## TASK DESCRIPTION
Each entry should appear in the answer exactly as written.

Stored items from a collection
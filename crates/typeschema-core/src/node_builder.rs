//! Base nodes for single types. No recursion and no property logic happen
//! here; composites come out as bare `{"type":"object"}` shells decorated
//! with their identity keyword (when configured), their type-level metadata
//! and, for nullable types, `"type": ["object", "null"]`.
use crate::{
    context::{Classified, SchemaContext},
    descriptor::{TypeDefinition, TypeDescriptor},
    error::Result,
    introspect::LeafKind,
    metadata::TypeFlags,
    node::{SchemaKind, SchemaNode},
};

#[derive(Clone, Copy)]
pub struct SchemaNodeBuilder<'a> {
    ctx: SchemaContext<'a>,
}

impl<'a> SchemaNodeBuilder<'a> {
    pub fn new(ctx: SchemaContext<'a>) -> Self {
        Self { ctx }
    }

    /// Minimal node for `descriptor`. Types that cannot be classified
    /// produce an untyped `{}` node rather than an error.
    pub fn build_base(&self, descriptor: &TypeDescriptor) -> Result<SchemaNode> {
        match self.ctx.classify(descriptor) {
            Classified::Leaf(kind) => Ok(leaf_node(kind)),
            Classified::Array(_) => Ok(SchemaNode::of_kind(SchemaKind::Array)),
            Classified::Composite(def) => self.build_composite(def).map(|(node, _)| node),
            Classified::Unknown => {
                tracing::debug!(
                    ty = %descriptor.element_name(),
                    "unclassified type, emitting untyped node"
                );
                Ok(SchemaNode::new())
            }
        }
    }

    /// Object node for a composite plus the flags its metadata reported.
    pub fn build_composite(&self, definition: &TypeDefinition) -> Result<(SchemaNode, TypeFlags)> {
        let mut node = SchemaNode::of_kind(SchemaKind::Object);
        if let Some(keyword) = self.ctx.identity_keyword {
            node.insert(keyword, definition.name.as_str());
        }
        let flags = self.ctx.metadata.apply_type(definition, &mut node)?;
        if flags.nullable {
            node.make_nullable();
        }
        Ok((node, flags))
    }
}

pub fn leaf_node(kind: LeafKind) -> SchemaNode {
    match kind {
        LeafKind::Primitive(kind) => SchemaNode::of_kind(kind),
        LeafKind::Enum(values) => {
            let mut node = SchemaNode::of_kind(SchemaKind::String);
            node.insert("enum", values);
            node
        }
        LeafKind::Schema(node) => node,
        LeafKind::Untyped => SchemaNode::new(),
    }
}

## ANSWER TO THE EXERCISE
filename crates/typeschema-core/src/node_builder.rs
//! Base nodes for single types. No recursion and no property logic happen
//! here; composites come out as bare `{"type":"object"}` shells decorated
//! with their identity keyword (when configured), their type-level metadata
//! and, for nullable types, `"type": ["object", "null"]`.
use crate::{
    context::{Classified, SchemaContext},
    descriptor::{TypeDefinition, TypeDescriptor},
    error::Result,
    introspect::LeafKind,
    metadata::TypeFlags,
    node::{SchemaKind, SchemaNode},
};

#[derive(Clone, Copy)]
pub struct SchemaNodeBuilder<'a> {
    ctx: SchemaContext<'a>,
}

impl<'a> SchemaNodeBuilder<'a> {
    pub fn new(ctx: SchemaContext<'a>) -> Self {
        Self { ctx }
    }

    /// Minimal node for `descriptor`. Types that cannot be classified
    /// produce an untyped `{}` node rather than an error.
    pub fn build_base(&self, descriptor: &TypeDescriptor) -> Result<SchemaNode> {
        match self.ctx.classify(descriptor) {
            Classified::Leaf(kind) => Ok(leaf_node(kind)),
            Classified::Array(_) => Ok(SchemaNode::of_kind(SchemaKind::Array)),
            Classified::Composite(def) => self.build_composite(def).map(|(node, _)| node),
            Classified::Unknown => {
                tracing::debug!(
                    ty = %descriptor.element_name(),
                    "unclassified type, emitting untyped node"
                );
                Ok(SchemaNode::new())
            }
        }
    }

    /// Object node for a composite plus the flags its metadata reported.
    pub fn build_composite(&self, definition: &TypeDefinition) -> Result<(SchemaNode, TypeFlags)> {
        let mut node = SchemaNode::of_kind(SchemaKind::Object);
        if let Some(keyword) = self.ctx.identity_keyword {
            node.insert(keyword, definition.name.as_str());
        }
        let flags = self.ctx.metadata.apply_type(definition, &mut node)?;
        if flags.nullable {
            node.make_nullable();
        }
        Ok((node, flags))
    }
}

pub fn leaf_node(kind: LeafKind) -> SchemaNode {
    match kind {
        LeafKind::Primitive(kind) => SchemaNode::of_kind(kind),
        LeafKind::Enum(values) => {
            let mut node = SchemaNode::of_kind(SchemaKind::String);
            node.insert("enum", values);
            node
        }
        LeafKind::Schema(node) => node,
        LeafKind::Untyped => SchemaNode::new(),
    }
}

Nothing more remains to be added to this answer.